* **DATA FOR THIS TASK**:
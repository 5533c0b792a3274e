//! Raw frame values surfaced to the trace sink.

use std::fmt;

/// Client-to-server opcodes.
pub mod opcodes {
    pub const CMSG_AUTH: u16 = 0x001;
    pub const SMSG_AUTH_RESPONSE: u16 = 0x002;
    pub const SMSG_REALM_LIST: u16 = 0x003;
    pub const SMSG_CHAR_LIST: u16 = 0x005;
    pub const CMSG_PLAYER_LOGIN: u16 = 0x006;
    pub const SMSG_LOGIN_VERIFY: u16 = 0x007;
    pub const CMSG_LOGOUT_REQUEST: u16 = 0x008;
    pub const SMSG_LOGOUT_COMPLETE: u16 = 0x009;
    pub const CMSG_MESSAGE_CHAT: u16 = 0x00A;
    pub const SMSG_MESSAGE_CHAT: u16 = 0x00B;
    pub const CMSG_JOIN_CHANNEL: u16 = 0x00C;
    pub const CMSG_LEAVE_CHANNEL: u16 = 0x00D;
    pub const SMSG_MOTD: u16 = 0x00E;
    pub const SMSG_NOTIFICATION: u16 = 0x00F;
    pub const CMSG_GUILD_ROSTER: u16 = 0x010;
    pub const SMSG_GUILD_ROSTER: u16 = 0x011;
    pub const CMSG_ITEM_QUERY: u16 = 0x012;
    pub const SMSG_ITEM_INFO: u16 = 0x013;
    pub const CMSG_QUEST_QUERY: u16 = 0x014;
    pub const SMSG_QUEST_INFO: u16 = 0x015;
    pub const CMSG_NAME_QUERY: u16 = 0x016;
    pub const SMSG_NAME_QUERY_FAIL: u16 = 0x017;
    pub const CMSG_FRIEND_ADD: u16 = 0x018;
    pub const CMSG_FRIEND_DEL: u16 = 0x019;
    pub const CMSG_IGNORE_ADD: u16 = 0x01A;
    pub const CMSG_IGNORE_DEL: u16 = 0x01B;
}

/// One wire frame: opcode plus payload bytes.
#[derive(Debug, Clone, PartialEq, Eq)]
pub struct Packet {
    pub opcode: u16,
    pub data: Vec<u8>,
}

impl Packet {
    pub fn new(opcode: u16, data: Vec<u8>) -> Self {
        Self { opcode, data }
    }

    pub fn opcode_name(&self) -> &'static str {
        use opcodes::*;
        match self.opcode {
            CMSG_AUTH => "CMSG_AUTH",
            SMSG_AUTH_RESPONSE => "SMSG_AUTH_RESPONSE",
            SMSG_REALM_LIST => "SMSG_REALM_LIST",
            SMSG_CHAR_LIST => "SMSG_CHAR_LIST",
            CMSG_PLAYER_LOGIN => "CMSG_PLAYER_LOGIN",
            SMSG_LOGIN_VERIFY => "SMSG_LOGIN_VERIFY",
            CMSG_LOGOUT_REQUEST => "CMSG_LOGOUT_REQUEST",
            SMSG_LOGOUT_COMPLETE => "SMSG_LOGOUT_COMPLETE",
            CMSG_MESSAGE_CHAT => "CMSG_MESSAGE_CHAT",
            SMSG_MESSAGE_CHAT => "SMSG_MESSAGE_CHAT",
            CMSG_JOIN_CHANNEL => "CMSG_JOIN_CHANNEL",
            CMSG_LEAVE_CHANNEL => "CMSG_LEAVE_CHANNEL",
            SMSG_MOTD => "SMSG_MOTD",
            SMSG_NOTIFICATION => "SMSG_NOTIFICATION",
            CMSG_GUILD_ROSTER => "CMSG_GUILD_ROSTER",
            SMSG_GUILD_ROSTER => "SMSG_GUILD_ROSTER",
            CMSG_ITEM_QUERY => "CMSG_ITEM_QUERY",
            SMSG_ITEM_INFO => "SMSG_ITEM_INFO",
            CMSG_QUEST_QUERY => "CMSG_QUEST_QUERY",
            SMSG_QUEST_INFO => "SMSG_QUEST_INFO",
            CMSG_NAME_QUERY => "CMSG_NAME_QUERY",
            SMSG_NAME_QUERY_FAIL => "SMSG_NAME_QUERY_FAIL",
            CMSG_FRIEND_ADD => "CMSG_FRIEND_ADD",
            CMSG_FRIEND_DEL => "CMSG_FRIEND_DEL",
            CMSG_IGNORE_ADD => "CMSG_IGNORE_ADD",
            CMSG_IGNORE_DEL => "CMSG_IGNORE_DEL",
            _ => "UNKNOWN",
        }
    }

    /// Classic offset / hex / ASCII dump, 16 bytes per row.
    pub fn hexdump(&self) -> String {
        let mut out = String::new();
        for (row, chunk) in self.data.chunks(16).enumerate() {
            let hex: Vec<String> = chunk.iter().map(|b| format!("{b:02x}")).collect();
            let ascii: String = chunk
                .iter()
                .map(|&b| if (0x20..0x7f).contains(&b) { b as char } else { '.' })
                .collect();
            out.push_str(&format!("{:08x}  {:<47}  |{}|\n", row * 16, hex.join(" "), ascii));
        }
        out
    }
}

impl fmt::Display for Packet {
    fn fmt(&self, f: &mut fmt::Formatter<'_>) -> fmt::Result {
        write!(f, "{} (0x{:04X}), {} bytes", self.opcode_name(), self.opcode, self.data.len())
    }
}

#[cfg(test)]
mod tests {
    use super::*;

    #[test]
    fn display_includes_name_and_length() {
        let pk = Packet::new(opcodes::SMSG_MOTD, vec![1, 2, 3]);
        assert_eq!(pk.to_string(), "SMSG_MOTD (0x000E), 3 bytes");
    }

    #[test]
    fn hexdump_renders_printable_gutter() {
        let pk = Packet::new(opcodes::SMSG_MOTD, b"Hi\x00".to_vec());
        let dump = pk.hexdump();
        assert!(dump.starts_with("00000000  48 69 00"));
        assert!(dump.contains("|Hi.|"));
    }

    #[test]
    fn hexdump_splits_rows_at_sixteen_bytes() {
        let pk = Packet::new(0x999, (0..20u8).collect());
        let dump = pk.hexdump();
        assert_eq!(dump.lines().count(), 2);
        assert!(dump.lines().nth(1).unwrap().starts_with("00000010"));
        assert_eq!(pk.opcode_name(), "UNKNOWN");
    }
}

* **WHAT YOU NEED TO DO**:
In the data above, retype exactly and only the lines between the one holding "pub fn hexdump(&self)" and the one holding "let ascii: String = chunk", inclusive.

* **EXERCISE ANSWER**:
    pub fn hexdump(&self) -> String {
        let mut out = String::new();
        for (row, chunk) in self.data.chunks(16).enumerate() {
            let hex: Vec<String> = chunk.iter().map(|b| format!("{b:02x}")).collect();
            let ascii: String = chunk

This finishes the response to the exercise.